Membrane potential and currents were investigated with the two-electrode voltage-clamp technique in Xenopus laevis oocytes expressing hCAT-2A or hCAT-2B, the splice variants of the human cationic amino acid transporter hCAT-2. Both hCAT-2A- and hCAT-2B-expressing oocytes exhibited a negative extracellular L-arginine concentration ([L-Arg](o))-sensitive membrane potential, additive to the K+ diffusion potential, when cells were incubated in Leibovitz medium (containing 1.45 mM L-Arg and 0.25 mM L-lysine).
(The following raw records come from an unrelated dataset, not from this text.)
//! Byte-Stream Frame Decoder
//!
//! Scans the inbound byte buffer one byte at a time for either lead
//! sequence, then reads and validates the rest of the frame once enough
//! bytes have arrived. Both frame families share one scanning loop, so a
//! corrupted byte costs at most the prefix that was already matched.

use crate::error::FrameError;
use crate::frame::{AckFrame, DataFrame, Frame};
use crate::wire::{ACK_HEADER_LEN, CMD_LEAD1, CMD_LEAD2, DATA_BODY_LEN, DATA_LEAD1, DATA_LEAD2};
use ring_buffer::RingBuffer;
use tracing::trace;

/// Decoder position within the byte stream
#[derive(Debug, Clone, Copy, PartialEq, Eq, Default)]
pub enum DecoderState {
    /// No partial match
    #[default]
    Seek,
    /// Saw the first data lead byte
    SawDataLead,
    /// Saw the first ack lead byte
    SawCmdLead,
    /// Data lead matched, waiting for the full body
    DataBody,
    /// Ack lead matched, waiting for command id and length
    CmdHeader,
    /// Ack header read, waiting for payload and checksum
    CmdBody { cmd_id: u8, length: u8 },
}

impl DecoderState {
    /// Next state after scanning one byte in a lead-matching state
    fn scan(self, byte: u8) -> Self {
        match (self, byte) {
            (DecoderState::SawDataLead, DATA_LEAD2) => DecoderState::DataBody,
            (DecoderState::SawCmdLead, CMD_LEAD2) => DecoderState::CmdHeader,
            (_, DATA_LEAD1) => DecoderState::SawDataLead,
            (_, CMD_LEAD1) => DecoderState::SawCmdLead,
            _ => DecoderState::Seek,
        }
    }
}

/// Frame decoder state machine
///
/// Never blocks: when the next step needs more bytes than the buffer holds,
/// [`FrameDecoder::decode_next`] returns `None` and resumes from the same
/// state on the next call.
#[derive(Debug, Default)]
pub struct FrameDecoder {
    state: DecoderState,
}

impl FrameDecoder {
    /// Create a decoder in the `Seek` state
    pub fn new() -> Self {
        Self::default()
    }

    /// Current state
    pub fn state(&self) -> DecoderState {
        self.state
    }

    /// Drop any partial match and return to `Seek`
    pub fn reset(&mut self) {
        self.state = DecoderState::Seek;
    }

    /// Consume bytes until one frame attempt completes or the input runs dry
    ///
    /// Returns `Some(Ok(frame))` for a validated frame, `Some(Err(_))` for a
    /// frame that failed validation (its bytes are discarded), and `None`
    /// when more input is needed.
    pub fn decode_next(&mut self, input: &RingBuffer<u8>) -> Option<Result<Frame, FrameError>> {
        loop {
            match self.state {
                DecoderState::DataBody => {
                    let body = input.read_exact(DATA_BODY_LEN)?;
                    self.state = DecoderState::Seek;
                    return Some(DataFrame::decode_body(&body).map(Frame::Data));
                }
                DecoderState::CmdHeader => {
                    let header = input.read_exact(ACK_HEADER_LEN)?;
                    trace!(cmd_id = header[0], length = header[1], "ack header");
                    self.state = DecoderState::CmdBody {
                        cmd_id: header[0],
                        length: header[1],
                    };
                }
                DecoderState::CmdBody { cmd_id, length } => {
                    let body = input.read_exact(usize::from(length) + 1)?;
                    self.state = DecoderState::Seek;
                    return Some(AckFrame::decode(cmd_id, length, &body).map(Frame::Ack));
                }
                scanning => {
                    let byte = input.pop()?;
                    self.state = scanning.scan(byte);
                }
            }
        }
    }

    /// Decode everything currently buffered
    pub fn decode_available(&mut self, input: &RingBuffer<u8>) -> Vec<Result<Frame, FrameError>> {
        std::iter::from_fn(|| self.decode_next(input)).collect()
    }
}

#[cfg(test)]
mod tests {
    use super::*;
    use crate::frame::{ack_checksum, ChannelData};
    use crate::wire::DATA_TAIL;

    fn sample_frame(master_seq: u16) -> DataFrame {
        DataFrame {
            channels: [
                ChannelData::new(100, 1000, 1100, 50, 60),
                ChannelData::new(-50, 2000, 2100, 51, 61),
                ChannelData::new(200, 3000, 3100, 52, 62),
                ChannelData::new(-25, 4000, 4100, 53, 63),
            ],
            master_seq,
            slave_seq: 7,
            device_state: 1,
        }
    }

    fn ack_bytes(cmd_id: u8, payload: &[u8], checksum: u8) -> Vec<u8> {
        let mut bytes = vec![CMD_LEAD1, CMD_LEAD2, cmd_id, payload.len() as u8];
        bytes.extend_from_slice(payload);
        bytes.push(checksum);
        bytes
    }

    fn buffer_with(bytes: &[u8]) -> RingBuffer<u8> {
        let buffer = RingBuffer::new(1024).unwrap();
        assert_eq!(buffer.write(bytes), bytes.len());
        buffer
    }

    #[test]
    fn test_decodes_data_frame() {
        let frame = sample_frame(1);
        let input = buffer_with(&frame.to_bytes());
        let mut decoder = FrameDecoder::new();

        assert_eq!(decoder.decode_next(&input), Some(Ok(Frame::Data(frame))));
        assert_eq!(decoder.decode_next(&input), None);
        assert_eq!(decoder.state(), DecoderState::Seek);
    }

    #[test]
    fn test_end_to_end_channel_mapping() {
        let mut bytes = vec![DATA_LEAD1, DATA_LEAD2];
        for adc in [100i16, -50, 200, -25] {
            bytes.extend_from_slice(&adc.to_le_bytes());
        }
        for sdadc in [-1200i16, 300, 4500, -7, 0, 32000, -32000, 12] {
            bytes.extend_from_slice(&sdadc.to_le_bytes());
        }
        bytes.extend_from_slice(&[20, 40, 60, 80, 1, 2, 3, 4]);
        bytes.extend_from_slice(&[0x01, 0x00, 0x02, 0x00, 0x00, DATA_TAIL]);

        let input = buffer_with(&bytes);
        let frame = match FrameDecoder::new().decode_next(&input) {
            Some(Ok(Frame::Data(frame))) => frame,
            other => panic!("expected data frame, got {:?}", other),
        };

        let ch0 = frame.channels[0];
        assert_eq!(ch0.adc(), -50);
        assert_eq!(ch0.sdadc0(), -1200);
        assert_eq!(ch0.sdadc1(), -7);
        assert_eq!(ch0.adj0(), 20);
        assert_eq!(ch0.adj1(), 1);

        let expected = 1000.0 * (-1200.0 + 32767.0) * 3300.0 / 65535.0 / ((256.0 - 20.0) * 3.92);
        assert!((ch0.current() - expected).abs() < 1e-6);
        assert_eq!(frame.master_seq, 1);
        assert_eq!(frame.slave_seq, 2);
    }

    #[test]
    fn test_resynchronizes_after_corrupted_frame() {
        let valid = sample_frame(1);
        let mut corrupted = sample_frame(2).to_bytes();
        *corrupted.last_mut().unwrap() = 0x00;
        let payload = [0x10, 0x20];
        let ack = ack_bytes(0x03, &payload, ack_checksum(0x03, 2, &payload));

        let mut stream = valid.to_bytes();
        stream.extend_from_slice(&corrupted);
        stream.extend_from_slice(&ack);

        let input = buffer_with(&stream);
        let results = FrameDecoder::new().decode_available(&input);

        assert_eq!(results.len(), 3);
        assert_eq!(results[0], Ok(Frame::Data(valid)));
        assert_eq!(
            results[1],
            Err(FrameError::BadTail {
                expected: DATA_TAIL,
                actual: 0x00
            })
        );
        match &results[2] {
            Ok(Frame::Ack(ack)) => {
                assert_eq!(ack.cmd_id(), 0x03);
                assert_eq!(ack.payload(), &payload);
            }
            other => panic!("expected ack frame, got {:?}", other),
        }
    }

    #[test]
    fn test_checksum_off_by_one_rejected() {
        let payload = [0x01, 0x02];
        let good = ack_checksum(0x01, 2, &payload);
        let input = buffer_with(&ack_bytes(0x01, &payload, good.wrapping_add(1)));

        let results = FrameDecoder::new().decode_available(&input);
        assert_eq!(
            results,
            vec![Err(FrameError::ChecksumError {
                expected: good,
                actual: good.wrapping_add(1)
            })]
        );
    }

    #[test]
    fn test_suspends_until_body_arrives() {
        let bytes = sample_frame(9).to_bytes();
        let input = RingBuffer::new(64).unwrap();
        let mut decoder = FrameDecoder::new();

        input.write(&bytes[..25]);
        assert_eq!(decoder.decode_next(&input), None);
        assert_eq!(decoder.state(), DecoderState::DataBody);
        assert_eq!(input.available(), 23);

        input.write(&bytes[25..]);
        assert!(matches!(decoder.decode_next(&input), Some(Ok(Frame::Data(_)))));
    }

    #[test]
    fn test_ack_split_across_writes() {
        let payload = [0xAA, 0xBB, 0xCC];
        let bytes = ack_bytes(0x07, &payload, ack_checksum(0x07, 3, &payload));
        let input = RingBuffer::new(64).unwrap();
        let mut decoder = FrameDecoder::new();

        input.write(&bytes[..3]);
        assert_eq!(decoder.decode_next(&input), None);
        input.write(&bytes[3..5]);
        assert_eq!(decoder.decode_next(&input), None);
        assert!(matches!(decoder.state(), DecoderState::CmdBody { cmd_id: 0x07, length: 3 }));
        input.write(&bytes[5..]);
        assert!(matches!(decoder.decode_next(&input), Some(Ok(Frame::Ack(_)))));
    }

    #[test]
    fn test_repeated_and_crossed_lead_bytes() {
        let mut decoder = FrameDecoder::new();
        let input = RingBuffer::new(16).unwrap();

        input.write(&[DATA_LEAD1, DATA_LEAD1]);
        assert_eq!(decoder.decode_next(&input), None);
        assert_eq!(decoder.state(), DecoderState::SawDataLead);

        input.write(&[CMD_LEAD1]);
        decoder.decode_next(&input);
        assert_eq!(decoder.state(), DecoderState::SawCmdLead);

        input.write(&[CMD_LEAD1]);
        decoder.decode_next(&input);
        assert_eq!(decoder.state(), DecoderState::SawCmdLead);

        input.write(&[DATA_LEAD1]);
        decoder.decode_next(&input);
        assert_eq!(decoder.state(), DecoderState::SawDataLead);

        input.write(&[0x00]);
        decoder.decode_next(&input);
        assert_eq!(decoder.state(), DecoderState::Seek);
    }

    #[test]
    fn test_lead_split_by_noise_is_ignored() {
        let mut bytes = vec![DATA_LEAD1, 0x00, DATA_LEAD2];
        bytes.extend_from_slice(&sample_frame(3).to_bytes());
        let input = buffer_with(&bytes);

        let results = FrameDecoder::new().decode_available(&input);
        assert_eq!(results, vec![Ok(Frame::Data(sample_frame(3)))]);
    }

    #[test]
    fn test_zero_length_ack() {
        let input = buffer_with(&ack_bytes(0x01, &[], ack_checksum(0x01, 0, &[])));
        match FrameDecoder::new().decode_next(&input) {
            Some(Ok(Frame::Ack(ack))) => assert!(ack.payload().is_empty()),
            other => panic!("expected ack frame, got {:?}", other),
        }
    }

    #[test]
    fn test_longest_ack_fits_smallest_inbound_buffer() {
        use crate::wire::{MAX_ACK_PAYLOAD, MAX_FRAME_LEN};

        let ack = AckFrame::new(0x09, vec![0x5A; MAX_ACK_PAYLOAD]).unwrap();
        let bytes = ack.to_bytes();
        assert_eq!(bytes.len(), MAX_FRAME_LEN);

        let input = RingBuffer::new(MAX_FRAME_LEN).unwrap();
        assert_eq!(input.write(&bytes), MAX_FRAME_LEN);
        assert_eq!(FrameDecoder::new().decode_next(&input), Some(Ok(Frame::Ack(ack))));
    }

    mod proptests {
        use super::*;
        use proptest::prelude::*;

        fn noise() -> impl Strategy<Value = Vec<u8>> {
            prop::collection::vec(
                any::<u8>().prop_filter("lead byte", |b| *b != DATA_LEAD1 && *b != CMD_LEAD1),
                0..64,
            )
        }

        proptest! {
            #[test]
            fn prop_recovers_frames_after_noise(
                prefix in noise(),
                gap in noise(),
                master_seq in any::<u16>(),
                chunk in 1usize..16,
            ) {
                let frame = sample_frame(master_seq);
                let payload = [master_seq as u8];
                let ack = ack_bytes(0x05, &payload, ack_checksum(0x05, 1, &payload));

                let mut stream = prefix;
                stream.extend_from_slice(&frame.to_bytes());
                stream.extend_from_slice(&gap);
                stream.extend_from_slice(&ack);

                let input = RingBuffer::new(256).unwrap();
                let mut decoder = FrameDecoder::new();
                let mut results = Vec::new();
                for piece in stream.chunks(chunk) {
                    input.write(piece);
                    results.extend(decoder.decode_available(&input));
                }

                prop_assert_eq!(results.len(), 2);
                prop_assert_eq!(&results[0], &Ok(Frame::Data(frame)));
                prop_assert!(matches!(&results[1], Ok(Frame::Ack(a)) if a.payload() == &payload[..]));
            }
        }
    }
}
The two carrier proteins produced inward and outward currents, which were dependent on the L-Arg gradient and membrane potential. Ion substitution experiments showed that the hCAT-induced currents were independent of external Na+, K+, Ca2+, or Mg2+. The apparent Michaelis-Menten constant values at -60 mV, obtained from plots of L-Arg-induced currents against [L-Arg](o), were 0.97 and 0.13 mM in oocytes expressing hCAT-2A and hCAT-2B, respectively; maximal currents amounted to -194 +/- 8 and -84 +/- 2 nA, respectively. At saturating [L-Arg](o), the current-voltage relationships of hCAT-2A-expressing oocytes became steeper, yielding an additional conductance up to 2 mu S/oocyte, whereas those of hCAT-2B-expressing oocytes were simply shifted to the right, resulting in voltage-independent difference currents. The distinct electrochemical properties of the two isoforms of hCAT-2 are assumed to contribute differentially to the membrane transport and the maintenance of cationic amino acids in various tissues.